Integrating insecticide into the structure of the plant has significant impacts: The insecticide doesn't degrade like an external application would. It cannot be washed off. This ubiquity ultimately reduces the effectiveness of the insecticide. It's in the plants all the time, persisting in plant residues and impacting soil microorganisms (tiny impacts that can have massive consequences). And, just as superweeds have evolved to outpace herbicide-tolerant GMOs, targeted pests have begun to show resistance.

Read more about the impacts of insect resistant GMOs here

What might a non-GMO approach to insect control look like? While specific choices rely on the type of crop, the region and the life cycle of the insect pest, there are innovations taking place around the globe. At an organic orchard in the Pacific Northwest farmers work with the physical environment, adapting the shape of the fruit trees so they can easily use protective cloth during the months when flying and chewing insects would be a threat — no sprays necessary. Crop rotations and interplanting can disrupt the monoculture that invites pest infestation, with the added benefit of improving biodiversity and soil health.

Healthy soil can do that!

A lesson we have been learning — or more accurately, failing to learn — for millennia remains true today: Our crops are only as healthy as the soil from which they grow. Soil fertility is mostly found in the topsoil, the uppermost layer of nutrient-rich soil upon which the entire world's agriculture relies. In the last 150 years about half of the world’s topsoil has been lost. 

Degraded and diminished soil invites a host of problems: crops tend to be weaker, more susceptible to disease and insect infestation, and less resilient in the face of extreme weather events which are becoming the norm.

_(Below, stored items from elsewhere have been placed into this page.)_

//! Detection record model
//!
//! A `PlateDetectionRecord` is produced once per processed image and never
//! mutated afterwards; a retry produces a new record.

use chrono::{DateTime, Utc};
use serde::{Deserialize, Serialize};

/// Terminal status of a single plate detection
#[derive(Debug, Clone, Copy, PartialEq, Eq, Hash, Serialize, Deserialize)]
#[serde(rename_all = "SCREAMING_SNAKE_CASE")]
pub enum DetectionStatus {
    /// Grammar-valid plate at or above the acceptance threshold
    Validated,
    /// Grammar-valid plate below the threshold, queued for manual review
    Pending,
    /// No grammar-valid plate recoverable from the recognized text
    Rejected,
    /// No recognition engine produced any text
    EngineFailure,
}

impl DetectionStatus {
    pub fn label(&self) -> &'static str {
        match self {
            DetectionStatus::Validated => "validated",
            DetectionStatus::Pending => "pending",
            DetectionStatus::Rejected => "rejected",
            DetectionStatus::EngineFailure => "engine_failure",
        }
    }
}

/// Failure taxonomy for detections that did not validate
#[derive(Debug, Clone, Copy, PartialEq, Eq, Hash, Serialize, Deserialize)]
#[serde(rename_all = "SCREAMING_SNAKE_CASE")]
pub enum DetectionErrorKind {
    /// Every configured engine failed, timed out, or returned nothing
    EngineUnavailable,
    /// The corrector found no validating window in the text
    NoPlateFound,
    /// Valid plate, confidence below the acceptance threshold
    LowConfidence,
    /// Reserved: ambiguous correction. No current code path produces it.
    UndefinedCharacter,
}

impl DetectionErrorKind {
    pub fn label(&self) -> &'static str {
        match self {
            DetectionErrorKind::EngineUnavailable => "ENGINE_UNAVAILABLE",
            DetectionErrorKind::NoPlateFound => "NO_PLATE_FOUND",
            DetectionErrorKind::LowConfidence => "LOW_CONFIDENCE",
            DetectionErrorKind::UndefinedCharacter => "CHARACTER_INDEFINIDO",
        }
    }
}

/// Pixel rectangle of the plate region within the source frame
#[derive(Debug, Clone, Copy, PartialEq, Eq, Serialize, Deserialize)]
pub struct BoundingBox {
    pub x: u32,
    pub y: u32,
    pub width: u32,
    pub height: u32,
}

/// Capture-side metadata handed in with the image region
#[derive(Debug, Clone, Default)]
pub struct CaptureMeta {
    /// Identifier of the capturing source (camera, lane, gate)
    pub source_id: Option<String>,
    /// When the frame was captured; defaults to processing time when absent
    pub captured_at: Option<DateTime<Utc>>,
    /// GPS position of the capture, if known
    pub latitude: Option<f64>,
    pub longitude: Option<f64>,
    /// Plate region within the original frame, if localization ran upstream
    pub bounding_box: Option<BoundingBox>,
    /// Upstream estimate of frame quality, 0.0-1.0
    pub image_quality: Option<f64>,
}

/// Raw output of a single recognition-engine invocation
///
/// Immutable; discarded once folded into a [`PlateDetectionRecord`].
#[derive(Debug, Clone)]
pub struct RawOcrReading {
    /// Name of the engine that produced the text
    pub engine: String,
    /// Text exactly as recognized, before any correction
    pub raw_text: String,
    /// Engine-reported confidence, 0.0-1.0, if the engine provides one
    pub confidence: Option<f64>,
    /// Wall-clock time of the engine call
    pub processing_time_ms: u64,
    /// When the reading was produced
    pub captured_at: DateTime<Utc>,
}

/// One detection event, created per processed image
#[derive(Debug, Clone, Serialize, Deserialize)]
#[serde(rename_all = "camelCase")]
pub struct PlateDetectionRecord {
    /// Unique record id
    pub id: String,

    /// Recovered plate. Present only for Validated and Pending records,
    /// and then always grammar-valid (LLLDLDD, length 7).
    #[serde(default)]
    pub plate: Option<String>,

    /// Engine-reported confidence for the winning reading
    #[serde(default)]
    pub confidence: Option<f64>,

    /// When the detection was recorded
    pub detected_at: DateTime<Utc>,

    /// Terminal status of this detection
    pub status: DetectionStatus,

    /// Failure classification, when the detection did not auto-validate
    #[serde(default)]
    pub error_kind: Option<DetectionErrorKind>,

    /// Total wall-clock time spent processing the image
    pub processing_time_ms: u64,

    /// Name of the engine that supplied the winning text
    #[serde(default)]
    pub engine: Option<String>,

    /// Raw recognized text before correction
    #[serde(default)]
    pub raw_text: Option<String>,

    /// Whether the plate was repaired by the corrector
    #[serde(default)]
    pub was_corrected: bool,

    /// Plate region within the source frame
    #[serde(default)]
    pub bounding_box: Option<BoundingBox>,

    /// Upstream frame-quality estimate, 0.0-1.0
    #[serde(default)]
    pub image_quality: Option<f64>,

    /// Capturing source identifier
    #[serde(default)]
    pub source_id: Option<String>,

    /// Capture GPS position
    #[serde(default)]
    pub latitude: Option<f64>,
    #[serde(default)]
    pub longitude: Option<f64>,
}

impl PlateDetectionRecord {
    /// New record skeleton with a fresh id and the capture metadata applied.
    /// Status fields are filled in by the recognizer.
    pub fn from_meta(meta: &CaptureMeta, detected_at: DateTime<Utc>) -> Self {
        Self {
            id: uuid::Uuid::new_v4().to_string(),
            plate: None,
            confidence: None,
            detected_at: meta.captured_at.unwrap_or(detected_at),
            status: DetectionStatus::EngineFailure,
            error_kind: None,
            processing_time_ms: 0,
            engine: None,
            raw_text: None,
            was_corrected: false,
            bounding_box: meta.bounding_box,
            image_quality: meta.image_quality,
            source_id: meta.source_id.clone(),
            latitude: meta.latitude,
            longitude: meta.longitude,
        }
    }

    pub fn is_validated(&self) -> bool {
        self.status == DetectionStatus::Validated
    }

    /// Rejected and engine-failure records count as errored
    pub fn is_errored(&self) -> bool {
        matches!(
            self.status,
            DetectionStatus::Rejected | DetectionStatus::EngineFailure
        )
    }
}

Healthy soil holds water more efficiently, offering protection from droughts. As Adam Chappell's story demonstrates, cover crops can protect soil from erosion during heavy rainfall while adding nutrients to the soil they protect. While big biotechnology corporations invest in genetic engineering to address unique agricultural issues — such as citrus greening disease or black Sigatoka in bananas — a far more powerful and economical solution is right beneath our feet: 

Healthy soil grows better crops — more resistant to pests and diseases and more hospitable to the billions of microorganisms that we rely on to support our topside world.

"Mono" no more

There is no single solution, but that's kind of the point. Nature works consistently to disrupt a monopoly. Look out your window and you might see birds nesting under the eaves of buildings, greenery pushing up through concrete, or — if you are very lucky — a tree canopy bolstered by dense undergrowth and unseen life cycles. 

When we look at a field, an orchard or a community garden, it's tempting to focus on which plants we wish to gain from it. "This is my cotton field. This is my apple crop. This is my veggie plot." The paradigm shift comes in recognizing that we're never growing just that one thing. The planet doesn't work that way. Crops will attract insects, whether we consider them as beneficial or not. Those insects will attract wildlife that feed on them. The wildlife makes its own marks on the land — building habitat, leaving droppings that will be incorporated into the soil. And there's an entire universe beneath the soil line. That is where the epic scale of activity really happens. For us to claim our narrow share of the bounty, we need to support all those other things.

GMOs are based on an inherently reductive — and ultimately destructive — view of agriculture. They are part of an industrialized agricultural model that has proven to be remarkably inefficient at producing food, while eroding the natural resources future harvests rely upon. Even at its highest point of success, GMOs only support a fragile and brittle system based on band-aid solutions, and we're already seeing the damage they cause. 

Embracing the complexity of the land we occupy, working with nature's infinite diversity rather than against it, is the basis of a healthy food system for all.